The focus on added sugars is certainly a step in the right direction, but as others have noted, the rules did not go far enough with flavored milks. Those chocolate or strawberry milks often served in schools are the leading source of added sugars in the child's diet, and may provide nearly one-third of all added sugars consumed at breakfast and one half at lunch. The previously proposed rule changes would have banned these flavored milks in elementary schools altogether, which would be a prudent public health measure. However, significant opposition from the industry appears to have led to a removal of that change in the final rules.

Defenders of flavored milks often point towards wasted food as a reason to keep these tasty -- albeit less healthy -- beverages in front of our children. They argue that kids are more likely to consume highly palatable foods, and throw out ones they don't like. But the evidence does not stack up. USDA's own study shows that prior updated nutrition standards for schools led to healthier intakes and no appreciable change in wasted amounts of food.

Smaller pilot programs that have tested new standards -- including the replacement of flavored with unflavored milks -- find that in the short-term children may throw out less-palatable options, but these are less likely milk and more likely new vegetables and fruits. Furthermore, we know that popular media coverage often overstates the impact of healthier school food rules on wasted food.

So, if the rules missed an easy added sugar target, it was probably the flavored milks.

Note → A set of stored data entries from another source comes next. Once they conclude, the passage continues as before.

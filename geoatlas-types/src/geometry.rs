use serde::{Deserialize, Serialize};

/// A `[longitude, latitude]` pair in WGS84 degrees.
pub type Position = [f64; 2];

/// Feature geometry as a tagged union with explicitly typed coordinate
/// nesting.
///
/// The serde representation is exact GeoJSON: `{"type": "Point",
/// "coordinates": [lng, lat]}` and so on. Deserializing rejects wrongly
/// nested coordinates up front, so downstream code never branches on
/// coordinate depth.
#[derive(Debug, Clone, PartialEq, Serialize, Deserialize)]
#[serde(tag = "type", content = "coordinates")]
pub enum Geometry {
    Point(Position),
    LineString(Vec<Position>),
    Polygon(Vec<Vec<Position>>),
    MultiPolygon(Vec<Vec<Vec<Position>>>),
}

impl Geometry {
    /// GeoJSON type name of this geometry.
    pub fn type_name(&self) -> &'static str {
        match self {
            Geometry::Point(_) => "Point",
            Geometry::LineString(_) => "LineString",
            Geometry::Polygon(_) => "Polygon",
            Geometry::MultiPolygon(_) => "MultiPolygon",
        }
    }

    /// True if the geometry carries no coordinates at all.
    pub fn is_empty(&self) -> bool {
        match self {
            Geometry::Point(_) => false,
            Geometry::LineString(line) => line.is_empty(),
            Geometry::Polygon(rings) => rings.iter().all(|r| r.is_empty()),
            Geometry::MultiPolygon(polys) => {
                polys.iter().all(|p| p.iter().all(|r| r.is_empty()))
            }
        }
    }

    /// Visit every coordinate pair in the geometry.
    pub fn for_each_position<F: FnMut(Position)>(&self, mut f: F) {
        match self {
            Geometry::Point(p) => f(*p),
            Geometry::LineString(line) => line.iter().copied().for_each(f),
            Geometry::Polygon(rings) => {
                rings.iter().flatten().copied().for_each(f);
            }
            Geometry::MultiPolygon(polys) => {
                polys.iter().flatten().flatten().copied().for_each(f);
            }
        }
    }
}

#[cfg(test)]
mod tests {
    use super::*;

    #[test]
    fn test_point_serializes_as_geojson() {
        let geom = Geometry::Point([116.4, 39.9]);
        let json = serde_json::to_value(&geom).unwrap();
        assert_eq!(
            json,
            serde_json::json!({"type": "Point", "coordinates": [116.4, 39.9]})
        );
    }

    #[test]
    fn test_polygon_roundtrip() {
        let json = r#"{"type":"Polygon","coordinates":[[[0.0,0.0],[1.0,0.0],[1.0,1.0],[0.0,0.0]]]}"#;
        let geom: Geometry = serde_json::from_str(json).unwrap();
        assert_eq!(geom.type_name(), "Polygon");
        let back = serde_json::to_string(&geom).unwrap();
        assert_eq!(back, json);
    }

    #[test]
    fn test_wrong_nesting_rejected() {
        // Polygon coordinates given with LineString nesting.
        let json = r#"{"type":"Polygon","coordinates":[[0.0,0.0],[1.0,1.0]]}"#;
        assert!(serde_json::from_str::<Geometry>(json).is_err());
    }

    #[test]
    fn test_for_each_position_counts() {
        let geom = Geometry::MultiPolygon(vec![
            vec![vec![[0.0, 0.0], [1.0, 0.0], [1.0, 1.0], [0.0, 0.0]]],
            vec![vec![[5.0, 5.0], [6.0, 5.0], [6.0, 6.0], [5.0, 5.0]]],
        ]);
        let mut n = 0;
        geom.for_each_position(|_| n += 1);
        assert_eq!(n, 8);
    }

    #[test]
    fn test_empty_geometry() {
        assert!(Geometry::LineString(vec![]).is_empty());
        assert!(Geometry::Polygon(vec![]).is_empty());
        assert!(!Geometry::Point([0.0, 0.0]).is_empty());
    }
}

For researchers and clinicians like myself who dedicate their career to improving children's diets, it is easy to see some of the gaps in these new rules, especially when we compare them to the proposed changes that came 1 year prior. Early versions of the rule changes would have required nearly all weekly servings of grains to be whole, versus the status quo of 80% grains being "whole-grain rich," which means the majority of grains within a product are whole. We know that eating whole grains can reduce the risk of many chronic diseases, and that children are often well below recommended levels of whole grain intake. This makes the USDA decision to maintain the status quo a missed opportunity.

So too did the rules overlook original proposals to reduce sodium by 10% year-over-year. Instead, the final target is a 15% overall reduction of sodium in lunches and 10% in breakfasts by school year 2027-2028. Here too we see a weaker final rule, despite broad evidence that most U.S. children and adolescents consume sodium above recommended levels, and school food programs are some of the best ways to target sodium and reduce long-term health risks.

A Win Overall

So, will my colleagues and I gripe about some of these softened end points in the final rules? I certainly hope not (or at least not too much). These changes will likely improve the diets of millions of children, and many of us are eager to test that very hypothesis. It is important to not miss the forest for the trees here: sure, we could have done better in some areas, but the momentum and political will coming from the federal government is promising.

Those who wish to advocate for additional changes may want to step out of the weeds of counting whole grains and instead look towards additional structural changes that would elevate the U.S. school food program. For example, several other high-income countries have universal school meals that do not impose administrative burdens on school districts, not to mention the stigma associated with having to prove one's income eligibility. It is here -- at the top level -- where we should push for changes to the U.S. school food program.

The recent rule changes demonstrate a commitment to improving what children are eating at school. Now that we have built momentum to improve these meals, let's be sure millions more children get them.

Daniel A. Zaltz, PhD, MPH, is a social and behavioral scientist who studies global food policies and their impacts on different groups of people. He is currently a postdoctoral research fellow in the Department of Nutritional Sciences at the University of Toronto Temerty Faculty of Medicine. You can learn more about his work at www.danielzaltz.com.

Disclosures

Zaltz's research is funded by a variety of governmental and non-profit research grants from the U.S. and Canada. He has never received any funding from the food and beverage industry.